● SUPPLIED INFORMATION
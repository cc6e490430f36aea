use licentra_core::models::{Customer, Principal, UserRole};
use licentra_core::AppError;
use serde::Deserialize;
use sqlx::{PgPool, Postgres};
use uuid::Uuid;

/// Partial update of a customer profile; only provided fields change.
#[derive(Debug, Clone, Default, Deserialize)]
pub struct UpdateCustomer {
    pub name: Option<String>,
    pub email: Option<String>,
    pub phone: Option<String>,
}

/// Repository for customer profiles. Customers are soft-deleted via
/// `is_active` and excluded from every lookup afterwards.
#[derive(Clone)]
pub struct CustomerRepository {
    pool: PgPool,
}

fn conflict_on_unique(e: sqlx::Error, context: &str) -> AppError {
    let err = AppError::Database(e);
    if err.is_unique_violation() {
        AppError::Conflict("Email already registered".to_string())
    } else {
        tracing::error!(error = %err, "{}", context);
        err
    }
}

impl CustomerRepository {
    pub fn new(pool: PgPool) -> Self {
        Self { pool }
    }

    /// Create a login principal and its customer profile in one transaction.
    /// Either both rows exist afterwards or neither does.
    #[tracing::instrument(skip(self, password_hash), fields(db.table = "customers", db.operation = "insert"))]
    pub async fn create_with_principal(
        &self,
        name: &str,
        email: &str,
        phone: &str,
        password_hash: &str,
    ) -> Result<(Principal, Customer), AppError> {
        let mut tx = self.pool.begin().await.map_err(AppError::Database)?;

        let principal = sqlx::query_as::<Postgres, Principal>(
            r#"
            INSERT INTO users (email, password_hash, role)
            VALUES ($1, $2, $3)
            RETURNING *
            "#,
        )
        .bind(email)
        .bind(password_hash)
        .bind(UserRole::Customer)
        .fetch_one(&mut *tx)
        .await
        .map_err(|e| conflict_on_unique(e, "Failed to create principal for customer"))?;

        let customer = sqlx::query_as::<Postgres, Customer>(
            r#"
            INSERT INTO customers (principal_id, name, email, phone)
            VALUES ($1, $2, $3, $4)
            RETURNING *
            "#,
        )
        .bind(principal.id)
        .bind(name)
        .bind(email)
        .bind(phone)
        .fetch_one(&mut *tx)
        .await
        .map_err(|e| conflict_on_unique(e, "Failed to create customer profile"))?;

        tx.commit().await.map_err(AppError::Database)?;

        tracing::info!(customer_id = %customer.id, principal_id = %principal.id, "Customer created");

        Ok((principal, customer))
    }

    #[tracing::instrument(skip(self), fields(db.table = "customers", db.operation = "select"))]
    pub async fn get_by_id(&self, id: Uuid) -> Result<Option<Customer>, AppError> {
        let customer = sqlx::query_as::<Postgres, Customer>(
            r#"
            SELECT * FROM customers
            WHERE id = $1 AND is_active = TRUE
            "#,
        )
        .bind(id)
        .fetch_optional(&self.pool)
        .await
        .map_err(|e| {
            tracing::error!(error = %e, customer_id = %id, "Failed to get customer");
            AppError::Database(e)
        })?;

        Ok(customer)
    }

    #[tracing::instrument(skip(self), fields(db.table = "customers", db.operation = "select"))]
    pub async fn get_by_principal(&self, principal_id: Uuid) -> Result<Option<Customer>, AppError> {
        let customer = sqlx::query_as::<Postgres, Customer>(
            r#"
            SELECT * FROM customers
            WHERE principal_id = $1 AND is_active = TRUE
            "#,
        )
        .bind(principal_id)
        .fetch_optional(&self.pool)
        .await
        .map_err(|e| {
            tracing::error!(error = %e, principal_id = %principal_id, "Failed to get customer by principal");
            AppError::Database(e)
        })?;

        Ok(customer)
    }

    /// List active customers, optionally filtered by a case-insensitive
    /// substring match on name or email.
    #[tracing::instrument(skip(self), fields(db.table = "customers", db.operation = "select"))]
    pub async fn list(
        &self,
        search: Option<&str>,
        limit: i64,
        offset: i64,
    ) -> Result<Vec<Customer>, AppError> {
        let pattern = search.map(|s| format!("%{}%", s));

        let customers = sqlx::query_as::<Postgres, Customer>(
            r#"
            SELECT * FROM customers
            WHERE is_active = TRUE
              AND ($1::text IS NULL OR name ILIKE $1 OR email ILIKE $1)
            ORDER BY created_at DESC
            LIMIT $2 OFFSET $3
            "#,
        )
        .bind(pattern)
        .bind(limit)
        .bind(offset)
        .fetch_all(&self.pool)
        .await
        .map_err(|e| {
            tracing::error!(error = %e, "Failed to list customers");
            AppError::Database(e)
        })?;

        Ok(customers)
    }

    #[tracing::instrument(skip(self), fields(db.table = "customers", db.operation = "select"))]
    pub async fn count(&self, search: Option<&str>) -> Result<i64, AppError> {
        let pattern = search.map(|s| format!("%{}%", s));

        let total = sqlx::query_scalar::<Postgres, i64>(
            r#"
            SELECT COUNT(*) FROM customers
            WHERE is_active = TRUE
              AND ($1::text IS NULL OR name ILIKE $1 OR email ILIKE $1)
            "#,
        )
        .bind(pattern)
        .fetch_one(&self.pool)
        .await
        .map_err(|e| {
            tracing::error!(error = %e, "Failed to count customers");
            AppError::Database(e)
        })?;

        Ok(total)
    }

    /// Partial update. An email change also rewrites the linked principal's
    /// email inside the same transaction so login and profile stay in sync.
    #[tracing::instrument(skip(self, changes), fields(db.table = "customers", db.operation = "update"))]
    pub async fn update(&self, id: Uuid, changes: &UpdateCustomer) -> Result<Customer, AppError> {
        let mut tx = self.pool.begin().await.map_err(AppError::Database)?;

        let current = sqlx::query_as::<Postgres, Customer>(
            r#"
            SELECT * FROM customers
            WHERE id = $1 AND is_active = TRUE
            FOR UPDATE
            "#,
        )
        .bind(id)
        .fetch_optional(&mut *tx)
        .await
        .map_err(|e| {
            tracing::error!(error = %e, customer_id = %id, "Failed to lock customer for update");
            AppError::Database(e)
        })?
        .ok_or_else(|| AppError::NotFound("Customer not found".to_string()))?;

        if let Some(email) = changes.email.as_deref() {
            if email != current.email {
                sqlx::query(
                    r#"
                    UPDATE users
                    SET email = $2, updated_at = NOW()
                    WHERE id = $1
                    "#,
                )
                .bind(current.principal_id)
                .bind(email)
                .execute(&mut *tx)
                .await
                .map_err(|e| conflict_on_unique(e, "Failed to update principal email"))?;
            }
        }

        let customer = sqlx::query_as::<Postgres, Customer>(
            r#"
            UPDATE customers
            SET name = COALESCE($2, name),
                email = COALESCE($3, email),
                phone = COALESCE($4, phone),
                updated_at = NOW()
            WHERE id = $1
            RETURNING *
            "#,
        )
        .bind(id)
        .bind(changes.name.as_deref())
        .bind(changes.email.as_deref())
        .bind(changes.phone.as_deref())
        .fetch_one(&mut *tx)
        .await
        .map_err(|e| conflict_on_unique(e, "Failed to update customer"))?;

        tx.commit().await.map_err(AppError::Database)?;

        Ok(customer)
    }

    /// Soft delete. Returns false when no active customer matched.
    #[tracing::instrument(skip(self), fields(db.table = "customers", db.operation = "update"))]
    pub async fn soft_delete(&self, id: Uuid) -> Result<bool, AppError> {
        let result = sqlx::query(
            r#"
            UPDATE customers
            SET is_active = FALSE, updated_at = NOW()
            WHERE id = $1 AND is_active = TRUE
            "#,
        )
        .bind(id)
        .execute(&self.pool)
        .await
        .map_err(|e| {
            tracing::error!(error = %e, customer_id = %id, "Failed to delete customer");
            AppError::Database(e)
        })?;

        let deleted = result.rows_affected() > 0;

        if deleted {
            tracing::info!(customer_id = %id, "Customer soft-deleted");
        }

        Ok(deleted)
    }
}
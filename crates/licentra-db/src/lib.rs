//! Licentra database layer
//!
//! Repository-per-aggregate access to the backing Postgres store. All SQL
//! lives here, including the atomic conditional writes the subscription
//! lifecycle engine relies on.

pub mod db;

pub use db::{
    AdminSubscriptionRow, ApiKeyRepository, CustomerRepository, NewSubscriptionPack,
    PackRepository, PrincipalRepository, RecentActivity, ReportingRepository,
    SubscriptionRepository, SubscriptionWithPack, UpdateCustomer, UpdateSubscriptionPack,
};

● EXERCISE PROMPT
From the first line of the entries above to the line with "are soft-deleted via", please return every line exactly, keeping both ends.

● OUTPUT FOR THIS EXERCISE
repository cc6e490430f36aea
use licentra_core::models::{Customer, Principal, UserRole};
use licentra_core::AppError;
use serde::Deserialize;
use sqlx::{PgPool, Postgres};
use uuid::Uuid;

/// Partial update of a customer profile; only provided fields change.
#[derive(Debug, Clone, Default, Deserialize)]
pub struct UpdateCustomer {
    pub name: Option<String>,
    pub email: Option<String>,
    pub phone: Option<String>,
}

/// Repository for customer profiles. Customers are soft-deleted via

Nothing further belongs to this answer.